--- SOURCE RECORDS Enclosed Below ---
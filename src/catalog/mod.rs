//! Authors and books kept in memory, exposed under `/api/authors` and
//! `/api/books`. Request bodies go through [`crate::validate`] before they
//! reach the store.

mod handler;
mod routes;
mod store;

pub use routes::{author_routes, book_routes};
pub use store::*;
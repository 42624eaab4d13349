//! File-backed task list used by the `tasks` binary.

mod manager;
mod model;
mod storage;

pub use manager::{ListOptions, NewTask, SortKey, StatusFilter, TaskManager, TaskStats};
pub use model::{Priority, Task, TaskError};
pub use storage::Storage;
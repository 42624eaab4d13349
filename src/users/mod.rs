//! User directory: an in-memory repository behind `/api/users`.

mod handler;
mod routes;
mod store;

pub use routes::routes;
pub use store::*;
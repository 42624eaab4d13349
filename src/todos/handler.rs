use axum::{
    Json,
    extract::{Path, Query, State, rejection::JsonRejection},
    response::{IntoResponse, Response},
};
use serde::Deserialize;

use super::{CreateTodo, TodoApp, UpdateTodo};
use crate::api::{created, list, parse_body, parse_id, success, success_with_message};
use crate::error::AppError;
use crate::handler::AppState;

#[derive(Debug, Deserialize)]
pub struct TodoFilter {
    pub status: Option<String>,
    pub sort: Option<String>,
}

#[derive(Debug, Deserialize)]
pub struct SearchParams {
    pub q: Option<String>,
}

fn todo_not_found(id: impl std::fmt::Display) -> Response {
    AppError::NotFound(format!("Todo #{id} not found")).into_response()
}

pub async fn list_todos(State(state): State<AppState>, Query(filter): Query<TodoFilter>) -> Response {
    let app = TodoApp::new(state.db.connection());
    let status = filter.status.as_deref().map(str::to_lowercase);
    let by_date = filter.sort.as_deref().is_some_and(|s| s.eq_ignore_ascii_case("date"));

    let result = match status.as_deref() {
        Some("pending") => app.pending().await,
        Some("completed") => app.completed().await,
        Some("all") | None if by_date => app.by_date().await,
        Some("all") | None => app.all().await,
        Some(other) => {
            return AppError::Validation(format!("Unknown status filter: {other}")).into_response();
        }
    };

    match result {
        Ok(todos) => list(todos),
        Err(e) => e.into_response(),
    }
}

pub async fn create_todo(
    State(state): State<AppState>,
    payload: Result<Json<CreateTodo>, JsonRejection>,
) -> Response {
    let input = match parse_body(payload) {
        Ok(input) => input,
        Err(e) => return e.into_response(),
    };

    match TodoApp::new(state.db.connection()).add(&input.task).await {
        Ok(todo) => created(Some("Todo added"), todo),
        Err(e) => e.into_response(),
    }
}

pub async fn stats(State(state): State<AppState>) -> Response {
    match TodoApp::new(state.db.connection()).stats().await {
        Ok(stats) => success(stats),
        Err(e) => e.into_response(),
    }
}

pub async fn search_todos(State(state): State<AppState>, Query(params): Query<SearchParams>) -> Response {
    let keyword = params.q.unwrap_or_default();

    match TodoApp::new(state.db.connection()).search(&keyword).await {
        Ok(todos) => list(todos),
        Err(e) => e.into_response(),
    }
}

pub async fn update_todo(
    State(state): State<AppState>,
    Path(raw): Path<String>,
    payload: Result<Json<UpdateTodo>, JsonRejection>,
) -> Response {
    let Some(id) = parse_id::<i64>(&raw) else {
        return todo_not_found(raw);
    };
    let input = match parse_body(payload) {
        Ok(input) => input,
        Err(e) => return e.into_response(),
    };
    let app = TodoApp::new(state.db.connection());

    match app.update_task(id, &input.task).await {
        Ok(true) => match app.get(id).await {
            Ok(Some(todo)) => success_with_message("Todo updated", todo),
            Ok(None) => todo_not_found(id),
            Err(e) => e.into_response(),
        },
        Ok(false) => todo_not_found(id),
        Err(e) => e.into_response(),
    }
}

pub async fn mark_done(State(state): State<AppState>, Path(raw): Path<String>) -> Response {
    let Some(id) = parse_id::<i64>(&raw) else {
        return todo_not_found(raw);
    };
    let app = TodoApp::new(state.db.connection());

    match app.mark_done(id).await {
        Ok(true) => match app.get(id).await {
            Ok(Some(todo)) => success_with_message("Todo marked as done", todo),
            Ok(None) => todo_not_found(id),
            Err(e) => e.into_response(),
        },
        Ok(false) => todo_not_found(id),
        Err(e) => e.into_response(),
    }
}

pub async fn delete_todo(State(state): State<AppState>, Path(raw): Path<String>) -> Response {
    let Some(id) = parse_id::<i64>(&raw) else {
        return todo_not_found(raw);
    };
    match TodoApp::new(state.db.connection()).delete(id).await {
        Ok(true) => success_with_message("Todo deleted", serde_json::json!({ "id": id })),
        Ok(false) => todo_not_found(id),
        Err(e) => e.into_response(),
    }
}

pub async fn clear_completed(State(state): State<AppState>) -> Response {
    match TodoApp::new(state.db.connection()).clear_completed().await {
        Ok(cleared) => success(serde_json::json!({ "cleared": cleared })),
        Err(e) => e.into_response(),
    }
}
--- End of Enclosed SOURCE RECORDS ---
Scan the listing above for the word "TodoFilter" and copy every line that holds it.

pub struct TodoFilter {
pub async fn list_todos(State(state): State<AppState>, Query(filter): Query<TodoFilter>) -> Response {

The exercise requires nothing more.